Luckily, I don’t feel this way very often. But I’ll admit, I have felt more tired than usual lately and I know it’s because I’ve been a little lenient with my bedtime. I know that eight hours is my magic number, but these past few weeks I’ve been getting around six or seven--and for no good reason.

For me, eight hours of sleep means that I wake up feeling as stellar as I did this a.m.—energized, happy, and productive. On the other hand, while I believe that you can never have too much of a good thing, sleep is one big exception. Any more than eight hours and I usually wake up feeling like my brain is filled with sand.

The thing is, getting to bed at a decent hour takes a pretty hefty dose of discipline. You basically have to stop yourself from doing whatever you’re doing. And, if you’ve spent the majority of your day doing things you don’t want to do (work, for some), then this is no easy task. I’ve also learned that if I don’t muster up this discipline shortly after I start feeling drowsy, the sleepiness passes and I don’t feel so tired anymore. But I know that I’ll pay for it when my alarm goes off the next morning.

Sleep is such a curious little thing, though. For some of us, it comes really easily. And for others, trying to get to sleep or stay asleep is more like a nightmare. It’s such an important topic, in fact, that I’ve written a handful of articles on sleep. (My latest were in Women's Health magazine and O the Oprah magazine.)

A large part of your ability to sleep happens to be genetic. (I definitely have my mom’s DNA to thank for my champion snoozing skills.) And while some people claim that they can get by on four or five hours per night, the reality is that very few can. (Just ask those folks how much coffee they chug to stay alert.) We can all eek by on a sleepless night here and there, but we become a walking hazard when we attempt to do that consistently.

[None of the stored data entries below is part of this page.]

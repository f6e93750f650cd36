//! Provides [InterpretationError], the error that most things return.
use thiserror::Error;

/// Any error that can occur during interpretation.
#[derive(Debug, Error)]
pub enum InterpretationError {
    /// A compile-time error: lexical, syntactic, or a static resolution failure. Already reported
    /// to the diagnostic sink by the stage that found it; this variant just signals the driver
    /// that the pipeline must stop before interpreting.
    #[error("compile-time error")]
    CompileError,
    /// A runtime error, such as a type error or an undefined variable. Carries the already-rendered
    /// message (the `<message>\n[line L]` form from the spec) so callers don't need to re-derive it
    /// from the offending token.
    #[error("{0}")]
    RuntimeError(String),
}

impl InterpretationError {
    /// Build a [InterpretationError::RuntimeError] formatted per the spec: the message, then the
    /// offending line on its own line.
    pub fn runtime(message: impl Into<String>, line: usize) -> Self {
        InterpretationError::RuntimeError(format!("{}\n[line {}]", message.into(), line))
    }
}

#[cfg(test)]
mod test {
    use super::*;

    #[test]
    fn runtime_error_formats_message_then_line() {
        let err = InterpretationError::runtime("Operands must be numbers.", 3);
        assert_eq!("Operands must be numbers.\n[line 3]", err.to_string());
    }
}
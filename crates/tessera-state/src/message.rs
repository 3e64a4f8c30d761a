use std::cmp::Ordering;

use chrono::{DateTime, Utc};
use serde::{Deserialize, Serialize};

/// What a message records.
#[derive(Debug, Clone, Copy, PartialEq, Eq, PartialOrd, Ord, Hash, Serialize, Deserialize)]
#[serde(rename_all = "snake_case")]
pub enum MessageKind {
  /// A call attempt failed and was (or would have been) retried.
  AttemptFailed,
  /// The task's final output text.
  Output,
}

/// One entry in the run's message log.
#[derive(Debug, Clone, PartialEq, Eq, Serialize, Deserialize)]
pub struct Message {
  pub task: String,
  /// Zero-based attempt index this message belongs to.
  pub attempt: u32,
  pub kind: MessageKind,
  pub content: String,
  pub timestamp: DateTime<Utc>,
}

impl Message {
  pub fn output(task: impl Into<String>, attempt: u32, content: impl Into<String>) -> Self {
    Self {
      task: task.into(),
      attempt,
      kind: MessageKind::Output,
      content: content.into(),
      timestamp: Utc::now(),
    }
  }

  pub fn attempt_failed(task: impl Into<String>, attempt: u32, error: impl Into<String>) -> Self {
    Self {
      task: task.into(),
      attempt,
      kind: MessageKind::AttemptFailed,
      content: error.into(),
      timestamp: Utc::now(),
    }
  }

  pub fn at(mut self, timestamp: DateTime<Utc>) -> Self {
    self.timestamp = timestamp;
    self
  }

  /// Log order: completion time, then task name, then attempt.
  ///
  /// Kind and content break any remaining tie so the order is total.
  pub(crate) fn log_order(&self, other: &Self) -> Ordering {
    self
      .timestamp
      .cmp(&other.timestamp)
      .then_with(|| self.task.cmp(&other.task))
      .then_with(|| self.attempt.cmp(&other.attempt))
      .then_with(|| self.kind.cmp(&other.kind))
      .then_with(|| self.content.cmp(&other.content))
  }
}
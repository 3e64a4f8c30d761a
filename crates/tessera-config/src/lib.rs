//! Tessera Config
//!
//! This crate contains the serializable configuration types for tessera.
//! These types describe pipelines and engine settings before they are
//! resolved into an executable task graph.
//!
//! Configuration is loaded from JSON files:
//! - a pipeline definition (`PipelineDef`) lists the analysis tasks, their
//!   dependencies, prompts and output schemas, plus the iteration budget;
//! - an engine configuration (`EngineConfig`) lists the candidate providers
//!   in priority order and the retry policy.
//!
//! The orchestrator takes these definitions, validates the graph and
//! templates, and resolves them into runtime structures for execution.

mod engine;
mod enums;
mod error;
mod field;
mod load;
mod pipeline;

pub use engine::{EngineConfig, ProviderDef, RetryDef};
pub use enums::{ScoreScale, TaskKind};
pub use error::ConfigError;
pub use field::FieldDef;
pub use pipeline::{PipelineDef, TaskDef};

So, last night, sometime after nearly burning the apartment down due to a major cooking faux pas, I vowed to become a little more vigilant about getting to sleep on time. And not letting the pan get too hot. I can safely say that getting into bed a little earlier was well worth missing Kourtney and Khloe Take Miami.

I can’t believe I just admitted I watch that.


If sleep wasn’t the first thing on your To Do list this weekend (not everyone’s an old lady like me), I came across a study today that you may want to consider for next weekend. The report found that taking one weekend morning to sleep in can help you catch up on Zzz’s from the previous week and boost alertness and attention span. In other words: Move your brunch date to 1 pm. Your friends will thank you.